Bozza dell´ufficio studi. Il Pd: norma grave, va cambiata. Crosetto: “E´ un tabù da abbattere” Ma anche Di Pietro promette le barricate
Un documento di Palazzo Madama spiega che ormai l´articolo 18 ha perso la sua forza. La parte della manovra che riguarda il lavoro finirà per portare alla deroga dei contratti e delle leggi, compreso lo Statuto dei lavoratori. Lo scrivono in una nota di accompagnamento alla Finanziaria bis i tecnici dell´Ufficio Studi del Senato. Il documento fa rapidamente il giro delle segreterie dei partiti e scoppia il putiferio. Perché gli esperti del Senato finiscono in questo modo per sposare le critiche dell´opposizione e dei sindacati che negli ultimi giorni avevano accusato il ministro del lavoro Maurizio Sacconi di voler introdurre quasi di nascosto quelle modifiche alle leggi sui licenziamenti che non erano passate in occasione del referendum per l´abolizione dell´articolo 18 dello Statuto dei lavoratori. «Se la destra vuole cancellare lo Statuto lo dica e non si nasconda dietro norme implicite», protesta l´ex ministro del lavoro Cesare Damiano (Pd) annunciando che il suo partito «chiederà con un emendamento l´abrogazione della manovra sui licenziamenti». Duro il commento dell´Idv di Di Pietro: «Quattro pazzi pericolosi vogliono abolire i diritti dei lavoratori».
Al centro della bufera è l´articolo 8 del decreto presentato da Tremonti per correggere i conti pubblici. Un articolo difeso nei giorni scorsi in conferenza stampa dal ministro Sacconi che aveva spiegato: «La manovra vuole rafforzare la contrattazione aziendale. Quest´ultima ha una capacità compiuta anche in deroga ai contratti nazionali e alle leggi». Un concetto che ieri l´Ufficio Studi del Senato si è limitato a ripetere. Nella conferenza stampa del 13 agosto, il ministro aveva aggiunto che i contratti aziendali avrebbero potuto derogare alle leggi anche in materie come «le conseguenze dei licenziamenti senza giusta causa con l´esclusione del licenziamento discriminatorio o in prossimità della maternità». Proprio queste esclusioni dalle materie trattabili nella contrattazione aziendale, ha osservato ieri l´ufficio studi del Senato, fanno implicitamente ritenere che la contrattazione aziendale possa ora intervenire sulla rimanente materia delle conseguenze del licenziamento senza giusta causa. I licenziamenti senza giusta causa sono esplicitamente vietati dall´articolo 18 dello Statuto dei lavoratori e dunque un contratto aziendale che intervenisse sulla materia diventerebbe una deroga a quell´articolo. «L´articolo 18 resta vigente», aveva detto nei giorni scorsi Sacconi, rispondendo alle prime proteste dell´opposizione. Ma il fatto che rimanga in vigore non esclude che possa essere modificato in singole aziende da accordi con i sindacati.

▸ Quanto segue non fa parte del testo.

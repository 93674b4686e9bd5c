//! Known base skill codes and their display names.
//!
//! Codes follow the class banding of the client data: the leading two digits
//! select the class, the rest the skill line. Ranks and morphs are additive
//! offsets on top of these bases and are never listed here.

use phf::phf_map;

pub static SKILL_NAMES: phf::Map<u32, &'static str> = phf_map! {
    // Gladiator
    110100u32 => "Cleave",
    110200u32 => "Ferocious Strike",
    110300u32 => "Wrathful Wave",
    110400u32 => "Crippling Cut",
    110500u32 => "Whirling Strike",
    111000u32 => "Berserking",
    112000u32 => "Sure Strike",

    // Templar
    120100u32 => "Shining Slash",
    120200u32 => "Punishing Thrust",
    120300u32 => "Divine Blow",
    120400u32 => "Shield Bash",
    121000u32 => "Aegis Barrier",

    // Assassin
    130100u32 => "Swift Edge",
    130200u32 => "Venomous Strike",
    130300u32 => "Ambush",
    130400u32 => "Flurry",
    131000u32 => "Apply Poison",

    // Ranger
    140100u32 => "Piercing Arrow",
    140200u32 => "Hunter's Volley",
    140300u32 => "Snipe",
    140400u32 => "Trap of Thorns",
    141000u32 => "Bestial Fury",

    // Sorcerer
    150100u32 => "Flame Bolt",
    150200u32 => "Frost Lance",
    150300u32 => "Inferno Blaze",
    150400u32 => "Lightning Chain",
    151000u32 => "Arcane Surge",

    // Spiritmaster
    160100u32 => "Spirit Claw",
    160200u32 => "Erosion",
    160300u32 => "Cursed Flame",
    160400u32 => "Command: Assault",
    161000u32 => "Summon Fire Spirit",

    // Cleric
    170100u32 => "Smite",
    170200u32 => "Holy Censure",
    170300u32 => "Chastise",
    171000u32 => "Radiant Judgment",

    // Chanter
    180100u32 => "Staff Strike",
    180200u32 => "Resonant Blow",
    180300u32 => "Soul Crush",
    181000u32 => "Inescapable Judgment",
};
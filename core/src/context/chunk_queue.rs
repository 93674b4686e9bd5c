//! Bounded handoff between the capture producer and the decode consumer.

use std::collections::VecDeque;
use std::sync::atomic::{AtomicU64, Ordering};
use std::sync::Mutex;

use tokio::sync::Notify;
use tracing::warn;

/// Drop-oldest bounded queue of raw byte chunks.
///
/// `push` never blocks: when full, the oldest chunk is discarded so the
/// capture thread keeps up and the freshest data survives. Loss is counted,
/// not hidden.
pub struct ChunkQueue {
    inner: Mutex<VecDeque<Vec<u8>>>,
    notify: Notify,
    capacity: usize,
    dropped: AtomicU64,
}

impl ChunkQueue {
    pub fn new(capacity: usize) -> Self {
        Self {
            inner: Mutex::new(VecDeque::with_capacity(capacity)),
            notify: Notify::new(),
            capacity: capacity.max(1),
            dropped: AtomicU64::new(0),
        }
    }

    pub fn push(&self, chunk: Vec<u8>) {
        if let Ok(mut queue) = self.inner.lock() {
            if queue.len() >= self.capacity {
                queue.pop_front();
                let dropped = self.dropped.fetch_add(1, Ordering::Relaxed) + 1;
                if dropped.is_power_of_two() {
                    warn!(dropped, "chunk queue overflow, oldest chunk dropped");
                }
            }
            queue.push_back(chunk);
        }
        self.notify.notify_one();
    }

    /// Waits until a chunk is available.
    pub async fn pop(&self) -> Vec<u8> {
        loop {
            if let Some(chunk) = self.try_pop() {
                return chunk;
            }
            self.notify.notified().await;
        }
    }

    pub fn try_pop(&self) -> Option<Vec<u8>> {
        self.inner.lock().ok()?.pop_front()
    }

    pub fn len(&self) -> usize {
        self.inner.lock().map(|q| q.len()).unwrap_or(0)
    }

    pub fn is_empty(&self) -> bool {
        self.len() == 0
    }

    pub fn dropped_count(&self) -> u64 {
        self.dropped.load(Ordering::Relaxed)
    }

    pub fn clear(&self) {
        if let Ok(mut queue) = self.inner.lock() {
            queue.clear();
        }
    }
}

#[cfg(test)]
mod tests {
    use std::sync::Arc;
    use std::time::Duration;

    use super::*;

    #[test]
    fn overflow_drops_the_oldest() {
        let queue = ChunkQueue::new(2);
        queue.push(vec![1]);
        queue.push(vec![2]);
        queue.push(vec![3]);
        assert_eq!(queue.len(), 2);
        assert_eq!(queue.dropped_count(), 1);
        assert_eq!(queue.try_pop(), Some(vec![2]));
        assert_eq!(queue.try_pop(), Some(vec![3]));
        assert_eq!(queue.try_pop(), None);
    }

    #[tokio::test]
    async fn pop_wakes_on_push() {
        let queue = Arc::new(ChunkQueue::new(8));
        let consumer = {
            let queue = queue.clone();
            tokio::spawn(async move { queue.pop().await })
        };
        tokio::time::sleep(Duration::from_millis(20)).await;
        queue.push(vec![7]);
        let chunk = tokio::time::timeout(Duration::from_secs(1), consumer)
            .await
            .unwrap()
            .unwrap();
        assert_eq!(chunk, vec![7]);
    }
}
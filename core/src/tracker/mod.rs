//! Entity identity and combat aggregation.

mod aggregator;
mod entity;
mod event;
mod personal;
mod registry;
mod snapshot;
mod target_info;


pub use aggregator::CombatAggregator;
pub use entity::{GameEntity, Npc, Player, Summon};
pub use event::{now_ms, DamageEvent, SpecialFlags};
pub use personal::{AnalyzedSkill, PersonalData};
pub use registry::{EntityRegistry, COMBAT_WINDOW_MS};
pub use snapshot::{AttackerSnapshot, Snapshot};
pub use target_info::{TargetInfo, RECENT_CUTOFF_MS, RECENT_WINDOW_MS};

Subito dopo la diffusione della nota e le polemiche che ne sono seguite, l´Ufficio Studi del Senato ha fatto sapere che il documento «è solo una bozza all´esame dei competenti uffici», ma difficilmente, una volta concluso quell´esame, gli esperti potranno giungere a conclusioni diverse da quelle del ministro. A conferma che l´interpretazione del Senato è corretta è arrivata la dichiarazione di un autorevole esponente della maggioranza, il sottosegretario Guido Crosetto: «Considero il fatto di poter licenziare liberamente un obiettivo da raggiungere prima o poi nel Paese: certi tabù, insomma, vanno abbattuti. L´interpretazione dell´Ufficio Studi del Senato non è una brutta notizia».